§ **What the task requires**: This exercise calls for every line of the data below with the string "anyhow" in it.

§ **Data records**:
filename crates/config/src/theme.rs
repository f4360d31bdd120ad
use crate::RelPath;

#[derive(Debug, Clone, PartialEq, Eq, serde::Serialize, serde::Deserialize)]
#[serde(default)]
#[serde(rename_all = "snake_case")]
#[cfg_attr(feature = "unstable", serde(deny_unknown_fields))]
#[cfg_attr(not(feature = "unstable"), non_exhaustive)]
pub struct Theme {
    pub path: RelPath,
    pub color_scheme_css: String,
    pub css_override: Option<RelPath>,
    pub disable_custom_javascript: bool,
}

impl Default for Theme {
    fn default() -> Self {
        Self {
            path: RelPath::from("theme/pelican-clean-blog"),
            color_scheme_css: "monokai.css".to_owned(),
            css_override: Some(RelPath::from("css/custom.css")),
            disable_custom_javascript: true,
        }
    }
}
use std::env;
use std::io::Write;
use std::path;

use anyhow::Context as _;

use crate::error::Result;

#[derive(Clone, Debug, PartialEq, Eq, clap::Args)]
pub(crate) struct ConfigArgs {
    /// Config file to use [default: _ebadblog.yml]
    #[arg(short, long, value_name = "FILE")]
    config: Option<path::PathBuf>,
}

impl ConfigArgs {
    pub(crate) fn load_config(&self) -> Result<ebadblog_config::Config> {
        let config = if let Some(config_path) = self.config.as_deref() {
            ebadblog_config::Config::from_file(config_path)
                .with_context(|| format!("Error reading config file {}", config_path.display()))?
        } else {
            let cwd = env::current_dir().context("Failed to read the current directory")?;
            ebadblog_config::Config::from_cwd(cwd)?
        };
        Ok(config)
    }

    /// Load the config and resolve it against the process environment.
    pub(crate) fn resolve(&self) -> Result<ebadblog_config::SiteConfig> {
        let config = self.load_config()?;
        let env = ebadblog_config::Environment::from_process();
        log::trace!("Captured {} environment variables", env.len());
        let site = config
            .resolve(&env)
            .context("Failed to resolve the site configuration")?;
        Ok(site)
    }
}

pub(crate) fn init_logging(level: Option<log::Level>) {
    if let Some(level) = level {
        let mut builder = env_logger::Builder::new();

        builder.filter(None, level.to_level_filter());

        if level == log::Level::Trace {
            builder.format_timestamp_secs();
        } else {
            builder.format(|f, record| {
                writeln!(
                    f,
                    "[{}] {}",
                    record.level().to_string().to_lowercase(),
                    record.args()
                )
            });
        }

        builder.init();
    }
}
#[test]
fn cli_tests() {
    let t = trycmd::TestCases::new();
    t.case("tests/cmd/*.toml");
}
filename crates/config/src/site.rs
use crate::RelPath;

#[derive(Debug, Clone, PartialEq, Eq, serde::Serialize, serde::Deserialize)]
#[serde(default)]
#[serde(rename_all = "snake_case")]
#[cfg_attr(feature = "unstable", serde(deny_unknown_fields))]
#[cfg_attr(not(feature = "unstable"), non_exhaustive)]
pub struct Site {
    pub author: String,
    pub name: String,
    pub subtitle: String,
    pub header_cover: Option<RelPath>,
    pub timezone: String,
    pub default_lang: String,
    pub social: Vec<SocialLink>,
}

impl Default for Site {
    fn default() -> Self {
        Self {
            author: "Jannik Glückert".to_owned(),
            name: "EBADBLOG".to_owned(),
            subtitle: "A blog about weirdly named POSIX error codes and more".to_owned(),
            header_cover: Some(RelPath::from("images/errno.jpg")),
            timezone: "Europe/Berlin".to_owned(),
            default_lang: "en".to_owned(),
            social: vec![SocialLink {
                platform: "github".to_owned(),
                url: "https://github.com/Jannik2099".to_owned(),
            }],
        }
    }
}

#[derive(Debug, Clone, PartialEq, Eq, serde::Serialize, serde::Deserialize)]
#[serde(rename_all = "snake_case")]
#[cfg_attr(feature = "unstable", serde(deny_unknown_fields))]
pub struct SocialLink {
    pub platform: String,
    pub url: String,
}
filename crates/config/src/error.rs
use std::fmt;

/// Failure to turn the declarative [`Config`](crate::Config) into a
/// [`SiteConfig`](crate::SiteConfig).
#[derive(Debug)]
#[cfg_attr(not(feature = "unstable"), non_exhaustive)]
pub enum ResolveError {
    /// Hosted-preview mode was signaled but a companion variable is absent.
    MissingEnvironmentVariable { name: String },
    /// A slug substitution pattern does not compile.
    InvalidSlugRule {
        pattern: String,
        source: regex::Error,
    },
}

impl ResolveError {
    pub(crate) fn missing(name: &str) -> Self {
        Self::MissingEnvironmentVariable {
            name: name.to_owned(),
        }
    }
}

impl fmt::Display for ResolveError {
    fn fmt(&self, f: &mut fmt::Formatter<'_>) -> fmt::Result {
        match self {
            Self::MissingEnvironmentVariable { name } => {
                write!(f, "missing environment variable `{name}`")
            }
            Self::InvalidSlugRule { pattern, .. } => {
                write!(f, "invalid slug substitution pattern `{pattern}`")
            }
        }
    }
}

impl std::error::Error for ResolveError {
    fn source(&self) -> Option<&(dyn std::error::Error + 'static)> {
        match self {
            Self::MissingEnvironmentVariable { .. } => None,
            Self::InvalidSlugRule { source, .. } => Some(source),
        }
    }
}
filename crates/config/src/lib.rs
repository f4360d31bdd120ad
//! Configuration for the EBADBLOG static blog.
//!
//! [`Config`] holds the declarative settings handed to the site generator.
//! [`Config::resolve`] combines them with an [`Environment`] snapshot to
//! produce the immutable [`SiteConfig`] for one generator run.

mod config;
mod deploy;
mod env;
mod error;
mod feed;
mod markdown;
mod site;
mod slug;
mod theme;

pub use self::config::*;
pub use self::deploy::*;
pub use self::env::*;
pub use self::error::*;
pub use self::feed::*;
pub use self::markdown::*;
pub use self::site::*;
pub use self::slug::*;
pub use self::theme::*;

pub type RelPath = relative_path::RelativePathBuf;

type Status = status::Status;
type Result<T, E = Status> = std::result::Result<T, E>;
use std::fmt;

use crate::Environment;
use crate::ResolveError;

pub const DEFAULT_PREVIEW_FLAG_VAR: &str = "NETLIFY";
pub const DEFAULT_BRANCH_VAR: &str = "BRANCH";
pub const DEFAULT_PREVIEW_URL_VAR: &str = "DEPLOY_PRIME_URL";
pub const DEFAULT_PRODUCTION_BRANCH: &str = "main";
pub const DEFAULT_PRODUCTION_URL: &str = "https://ebadblog.com";

/// Where the site is published and how the hosting platform reports it.
#[derive(Debug, Clone, PartialEq, Eq, serde::Serialize, serde::Deserialize)]
#[serde(default)]
#[serde(rename_all = "snake_case")]
#[cfg_attr(feature = "unstable", serde(deny_unknown_fields))]
#[cfg_attr(not(feature = "unstable"), non_exhaustive)]
pub struct Deploy {
    pub preview_flag_var: String,
    pub branch_var: String,
    pub preview_url_var: String,
    pub production_branch: String,
    pub production_url: String,
}

impl Default for Deploy {
    fn default() -> Self {
        Self {
            preview_flag_var: DEFAULT_PREVIEW_FLAG_VAR.to_owned(),
            branch_var: DEFAULT_BRANCH_VAR.to_owned(),
            preview_url_var: DEFAULT_PREVIEW_URL_VAR.to_owned(),
            production_branch: DEFAULT_PRODUCTION_BRANCH.to_owned(),
            production_url: DEFAULT_PRODUCTION_URL.to_owned(),
        }
    }
}

impl Deploy {
    /// Work out which deployment context the environment describes.
    pub fn detect(&self, env: &Environment) -> Result<Deployment, ResolveError> {
        if !env.flag(&self.preview_flag_var) {
            log::debug!(
                "`{}` not set, building with a root-relative site URL",
                self.preview_flag_var
            );
            return Ok(Deployment::Local);
        }

        let branch = env.require(&self.branch_var)?.to_owned();
        let deployment = if branch == self.production_branch {
            Deployment::Production { branch }
        } else {
            let url = trim_url(env.require(&self.preview_url_var)?);
            if url.is_empty() {
                return Err(ResolveError::missing(&self.preview_url_var));
            }
            Deployment::Preview {
                branch,
                url: url.to_owned(),
            }
        };
        log::debug!("Detected {deployment}");
        Ok(deployment)
    }

    /// Base URL the generator should prefix absolute links with.
    pub fn site_url(&self, deployment: &Deployment) -> String {
        match deployment {
            Deployment::Local => String::new(),
            Deployment::Preview { url, .. } => url.clone(),
            Deployment::Production { .. } => trim_url(&self.production_url).to_owned(),
        }
    }
}

fn trim_url(url: &str) -> &str {
    url.trim_end_matches('/')
}

#[derive(Debug, Clone, PartialEq, Eq, serde::Serialize, serde::Deserialize)]
#[serde(tag = "kind", rename_all = "snake_case")]
#[cfg_attr(not(feature = "unstable"), non_exhaustive)]
pub enum Deployment {
    /// Not running on the hosting platform.
    Local,
    /// A non-production branch served at a platform-assigned URL.
    Preview { branch: String, url: String },
    Production { branch: String },
}

impl fmt::Display for Deployment {
    fn fmt(&self, f: &mut fmt::Formatter<'_>) -> fmt::Result {
        match self {
            Self::Local => write!(f, "local build"),
            Self::Preview { branch, url } => write!(f, "preview of `{branch}` at {url}"),
            Self::Production { branch } => write!(f, "production build of `{branch}`"),
        }
    }
}
use crate::args;
use crate::error::Result;

/// Print the resolved site configuration
#[derive(Clone, Debug, PartialEq, Eq, clap::Args)]
#[group(id = "ShowConfigArgs")]
pub(crate) struct ConfigArgs {
    #[command(flatten, next_help_heading = "CONFIG")]
    config: args::ConfigArgs,
}

impl ConfigArgs {
    pub(crate) fn run(&self) -> Result<()> {
        let site = self.config.resolve()?;
        print!("{site}");
        Ok(())
    }
}

/// Print the base URL absolute links are generated against
#[derive(Clone, Debug, PartialEq, Eq, clap::Args)]
pub(crate) struct UrlArgs {
    #[command(flatten, next_help_heading = "CONFIG")]
    config: args::ConfigArgs,
}

impl UrlArgs {
    pub(crate) fn run(&self) -> Result<()> {
        let site = self.config.resolve()?;
        log::info!("Using {}", site.deployment);
        println!("{}", site.site_url);
        Ok(())
    }
}
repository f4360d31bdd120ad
pub(crate) type Result<T, E = anyhow::Error> = std::result::Result<T, E>;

§ **Answer box**:
use anyhow::Context as _;
pub(crate) type Result<T, E = anyhow::Error> = std::result::Result<T, E>;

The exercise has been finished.